PROBLEM DESCRIPTION: Exactly as written, transcribe each record below.

EXTRACTED DATA:

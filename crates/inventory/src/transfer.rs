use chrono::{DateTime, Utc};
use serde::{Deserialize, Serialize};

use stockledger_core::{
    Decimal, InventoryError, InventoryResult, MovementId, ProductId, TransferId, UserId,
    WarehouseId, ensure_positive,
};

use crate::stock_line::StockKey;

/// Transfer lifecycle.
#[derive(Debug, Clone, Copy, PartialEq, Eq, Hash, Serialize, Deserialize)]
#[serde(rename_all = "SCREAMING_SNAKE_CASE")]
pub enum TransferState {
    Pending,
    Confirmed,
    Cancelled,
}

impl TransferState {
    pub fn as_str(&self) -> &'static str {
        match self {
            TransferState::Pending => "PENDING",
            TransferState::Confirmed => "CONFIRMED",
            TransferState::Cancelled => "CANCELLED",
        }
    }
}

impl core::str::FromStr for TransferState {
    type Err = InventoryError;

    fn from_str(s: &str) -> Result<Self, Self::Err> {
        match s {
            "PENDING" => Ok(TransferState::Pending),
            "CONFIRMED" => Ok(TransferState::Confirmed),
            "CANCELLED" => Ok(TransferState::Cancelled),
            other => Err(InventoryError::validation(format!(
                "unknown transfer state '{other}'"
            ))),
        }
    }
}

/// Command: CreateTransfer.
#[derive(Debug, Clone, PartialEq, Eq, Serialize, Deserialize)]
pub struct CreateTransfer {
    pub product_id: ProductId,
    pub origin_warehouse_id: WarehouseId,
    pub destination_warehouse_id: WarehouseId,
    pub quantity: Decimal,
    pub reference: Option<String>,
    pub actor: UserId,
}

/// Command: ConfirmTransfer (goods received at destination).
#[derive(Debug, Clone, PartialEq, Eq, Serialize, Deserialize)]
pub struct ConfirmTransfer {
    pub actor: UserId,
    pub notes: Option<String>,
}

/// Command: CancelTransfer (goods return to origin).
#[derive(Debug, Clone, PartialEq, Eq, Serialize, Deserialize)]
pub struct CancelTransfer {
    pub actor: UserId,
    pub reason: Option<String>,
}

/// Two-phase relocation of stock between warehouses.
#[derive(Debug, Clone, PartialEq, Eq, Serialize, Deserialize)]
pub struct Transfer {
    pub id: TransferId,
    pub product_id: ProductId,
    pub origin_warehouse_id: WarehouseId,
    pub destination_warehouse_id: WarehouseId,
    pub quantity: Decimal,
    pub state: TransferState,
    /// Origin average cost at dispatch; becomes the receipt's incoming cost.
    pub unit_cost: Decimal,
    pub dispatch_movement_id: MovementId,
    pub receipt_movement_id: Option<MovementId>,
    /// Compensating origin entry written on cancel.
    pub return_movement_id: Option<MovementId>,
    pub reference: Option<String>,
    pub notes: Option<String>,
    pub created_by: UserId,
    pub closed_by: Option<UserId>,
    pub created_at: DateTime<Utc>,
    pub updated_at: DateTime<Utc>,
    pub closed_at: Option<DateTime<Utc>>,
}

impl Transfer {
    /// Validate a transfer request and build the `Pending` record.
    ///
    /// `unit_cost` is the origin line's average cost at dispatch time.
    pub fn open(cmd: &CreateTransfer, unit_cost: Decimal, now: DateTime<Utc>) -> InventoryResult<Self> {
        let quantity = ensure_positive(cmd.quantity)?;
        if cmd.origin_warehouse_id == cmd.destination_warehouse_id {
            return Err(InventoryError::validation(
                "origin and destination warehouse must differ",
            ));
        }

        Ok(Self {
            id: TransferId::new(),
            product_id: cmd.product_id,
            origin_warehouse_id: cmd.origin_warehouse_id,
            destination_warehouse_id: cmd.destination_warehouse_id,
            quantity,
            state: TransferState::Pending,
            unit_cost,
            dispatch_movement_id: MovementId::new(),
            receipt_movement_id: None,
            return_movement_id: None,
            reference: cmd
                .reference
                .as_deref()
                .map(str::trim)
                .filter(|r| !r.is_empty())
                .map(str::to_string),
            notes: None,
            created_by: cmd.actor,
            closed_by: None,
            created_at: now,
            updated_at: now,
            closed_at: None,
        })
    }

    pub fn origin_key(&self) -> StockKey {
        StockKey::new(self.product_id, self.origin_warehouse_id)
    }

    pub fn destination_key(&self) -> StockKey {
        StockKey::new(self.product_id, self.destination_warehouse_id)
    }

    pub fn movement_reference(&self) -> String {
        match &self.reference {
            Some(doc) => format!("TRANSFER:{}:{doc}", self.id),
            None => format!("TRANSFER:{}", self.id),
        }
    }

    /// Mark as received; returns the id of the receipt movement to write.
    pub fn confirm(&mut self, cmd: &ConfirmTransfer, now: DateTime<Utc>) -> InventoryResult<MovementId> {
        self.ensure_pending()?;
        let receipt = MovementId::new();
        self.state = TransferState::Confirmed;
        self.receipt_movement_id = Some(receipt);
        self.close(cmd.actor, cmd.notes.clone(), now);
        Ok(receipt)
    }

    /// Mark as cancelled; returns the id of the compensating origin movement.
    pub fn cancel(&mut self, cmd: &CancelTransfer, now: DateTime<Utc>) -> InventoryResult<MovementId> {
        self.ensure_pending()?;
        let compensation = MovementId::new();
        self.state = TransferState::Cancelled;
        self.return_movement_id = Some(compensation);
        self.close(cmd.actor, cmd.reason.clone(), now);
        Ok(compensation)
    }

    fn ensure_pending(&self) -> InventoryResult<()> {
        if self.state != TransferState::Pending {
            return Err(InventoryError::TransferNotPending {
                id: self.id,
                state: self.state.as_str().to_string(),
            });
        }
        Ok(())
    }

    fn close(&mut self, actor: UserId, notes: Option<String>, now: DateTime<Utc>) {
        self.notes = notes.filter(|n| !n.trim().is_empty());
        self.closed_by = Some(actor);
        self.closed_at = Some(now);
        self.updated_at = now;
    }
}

YOUR RESPONSE:
filename crates/inventory/src/transfer.rs
use chrono::{DateTime, Utc};
use serde::{Deserialize, Serialize};

use stockledger_core::{
    Decimal, InventoryError, InventoryResult, MovementId, ProductId, TransferId, UserId,
    WarehouseId, ensure_positive,
};

use crate::stock_line::StockKey;

/// Transfer lifecycle.
#[derive(Debug, Clone, Copy, PartialEq, Eq, Hash, Serialize, Deserialize)]
#[serde(rename_all = "SCREAMING_SNAKE_CASE")]
pub enum TransferState {
    Pending,
    Confirmed,
    Cancelled,
}

impl TransferState {
    pub fn as_str(&self) -> &'static str {
        match self {
            TransferState::Pending => "PENDING",
            TransferState::Confirmed => "CONFIRMED",
            TransferState::Cancelled => "CANCELLED",
        }
    }
}

impl core::str::FromStr for TransferState {
    type Err = InventoryError;

    fn from_str(s: &str) -> Result<Self, Self::Err> {
        match s {
            "PENDING" => Ok(TransferState::Pending),
            "CONFIRMED" => Ok(TransferState::Confirmed),
            "CANCELLED" => Ok(TransferState::Cancelled),
            other => Err(InventoryError::validation(format!(
                "unknown transfer state '{other}'"
            ))),
        }
    }
}

/// Command: CreateTransfer.
#[derive(Debug, Clone, PartialEq, Eq, Serialize, Deserialize)]
pub struct CreateTransfer {
    pub product_id: ProductId,
    pub origin_warehouse_id: WarehouseId,
    pub destination_warehouse_id: WarehouseId,
    pub quantity: Decimal,
    pub reference: Option<String>,
    pub actor: UserId,
}

/// Command: ConfirmTransfer (goods received at destination).
#[derive(Debug, Clone, PartialEq, Eq, Serialize, Deserialize)]
pub struct ConfirmTransfer {
    pub actor: UserId,
    pub notes: Option<String>,
}

/// Command: CancelTransfer (goods return to origin).
#[derive(Debug, Clone, PartialEq, Eq, Serialize, Deserialize)]
pub struct CancelTransfer {
    pub actor: UserId,
    pub reason: Option<String>,
}

/// Two-phase relocation of stock between warehouses.
#[derive(Debug, Clone, PartialEq, Eq, Serialize, Deserialize)]
pub struct Transfer {
    pub id: TransferId,
    pub product_id: ProductId,
    pub origin_warehouse_id: WarehouseId,
    pub destination_warehouse_id: WarehouseId,
    pub quantity: Decimal,
    pub state: TransferState,
    /// Origin average cost at dispatch; becomes the receipt's incoming cost.
    pub unit_cost: Decimal,
    pub dispatch_movement_id: MovementId,
    pub receipt_movement_id: Option<MovementId>,
    /// Compensating origin entry written on cancel.
    pub return_movement_id: Option<MovementId>,
    pub reference: Option<String>,
    pub notes: Option<String>,
    pub created_by: UserId,
    pub closed_by: Option<UserId>,
    pub created_at: DateTime<Utc>,
    pub updated_at: DateTime<Utc>,
    pub closed_at: Option<DateTime<Utc>>,
}

impl Transfer {
    /// Validate a transfer request and build the `Pending` record.
    ///
    /// `unit_cost` is the origin line's average cost at dispatch time.
    pub fn open(cmd: &CreateTransfer, unit_cost: Decimal, now: DateTime<Utc>) -> InventoryResult<Self> {
        let quantity = ensure_positive(cmd.quantity)?;
        if cmd.origin_warehouse_id == cmd.destination_warehouse_id {
            return Err(InventoryError::validation(
                "origin and destination warehouse must differ",
            ));
        }

        Ok(Self {
            id: TransferId::new(),
            product_id: cmd.product_id,
            origin_warehouse_id: cmd.origin_warehouse_id,
            destination_warehouse_id: cmd.destination_warehouse_id,
            quantity,
            state: TransferState::Pending,
            unit_cost,
            dispatch_movement_id: MovementId::new(),
            receipt_movement_id: None,
            return_movement_id: None,
            reference: cmd
                .reference
                .as_deref()
                .map(str::trim)
                .filter(|r| !r.is_empty())
                .map(str::to_string),
            notes: None,
            created_by: cmd.actor,
            closed_by: None,
            created_at: now,
            updated_at: now,
            closed_at: None,
        })
    }

    pub fn origin_key(&self) -> StockKey {
        StockKey::new(self.product_id, self.origin_warehouse_id)
    }

    pub fn destination_key(&self) -> StockKey {
        StockKey::new(self.product_id, self.destination_warehouse_id)
    }

    pub fn movement_reference(&self) -> String {
        match &self.reference {
            Some(doc) => format!("TRANSFER:{}:{doc}", self.id),
            None => format!("TRANSFER:{}", self.id),
        }
    }

    /// Mark as received; returns the id of the receipt movement to write.
    pub fn confirm(&mut self, cmd: &ConfirmTransfer, now: DateTime<Utc>) -> InventoryResult<MovementId> {
        self.ensure_pending()?;
        let receipt = MovementId::new();
        self.state = TransferState::Confirmed;
        self.receipt_movement_id = Some(receipt);
        self.close(cmd.actor, cmd.notes.clone(), now);
        Ok(receipt)
    }

    /// Mark as cancelled; returns the id of the compensating origin movement.
    pub fn cancel(&mut self, cmd: &CancelTransfer, now: DateTime<Utc>) -> InventoryResult<MovementId> {
        self.ensure_pending()?;
        let compensation = MovementId::new();
        self.state = TransferState::Cancelled;
        self.return_movement_id = Some(compensation);
        self.close(cmd.actor, cmd.reason.clone(), now);
        Ok(compensation)
    }

    fn ensure_pending(&self) -> InventoryResult<()> {
        if self.state != TransferState::Pending {
            return Err(InventoryError::TransferNotPending {
                id: self.id,
                state: self.state.as_str().to_string(),
            });
        }
        Ok(())
    }

    fn close(&mut self, actor: UserId, notes: Option<String>, now: DateTime<Utc>) {
        self.notes = notes.filter(|n| !n.trim().is_empty());
        self.closed_by = Some(actor);
        self.closed_at = Some(now);
        self.updated_at = now;
    }
}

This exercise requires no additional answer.